* **Records**:
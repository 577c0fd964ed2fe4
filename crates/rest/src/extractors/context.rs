//! Request context extractor.

use std::convert::Infallible;

use axum::{extract::FromRequestParts, http::request::Parts};
use hcs_persistence::context::RequestContext;
use hcs_persistence::core::ResourceStorage;

use crate::state::AppState;

/// Header carrying the request id, set by the request-id layer.
pub const REQUEST_ID_HEADER: &str = "x-request-id";

/// Builds the [`RequestContext`] passed to every storage call.
///
/// The request id comes from `X-Request-Id` when present. The cancellation
/// token is a child of the server shutdown token; handlers hold
/// [`RequestContext::cancel_on_drop`] so a timed-out request cancels its
/// in-flight work.
#[derive(Debug, Clone)]
pub struct RequestContextExtractor(pub RequestContext);

impl RequestContextExtractor {
    /// Returns the context.
    pub fn context(&self) -> &RequestContext {
        &self.0
    }
}

impl<S> FromRequestParts<AppState<S>> for RequestContextExtractor
where
    S: ResourceStorage + Send + Sync,
{
    type Rejection = Infallible;

    async fn from_request_parts(
        parts: &mut Parts,
        state: &AppState<S>,
    ) -> Result<Self, Self::Rejection> {
        let ctx = match parts
            .headers
            .get(REQUEST_ID_HEADER)
            .and_then(|v| v.to_str().ok())
        {
            Some(id) => RequestContext::with_request_id(id),
            None => RequestContext::new(),
        };

        Ok(Self(ctx.with_cancellation(state.shutdown_token().child_token())))
    }
}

* **Exercise objective**: Exactly and only the lines from the one containing "type Rejection = Infallible;" to the end of the entries above are to be written out.

* **Solution below**:
    type Rejection = Infallible;

    async fn from_request_parts(
        parts: &mut Parts,
        state: &AppState<S>,
    ) -> Result<Self, Self::Rejection> {
        let ctx = match parts
            .headers
            .get(REQUEST_ID_HEADER)
            .and_then(|v| v.to_str().ok())
        {
            Some(id) => RequestContext::with_request_id(id),
            None => RequestContext::new(),
        };

        Ok(Self(ctx.with_cancellation(state.shutdown_token().child_token())))
    }
}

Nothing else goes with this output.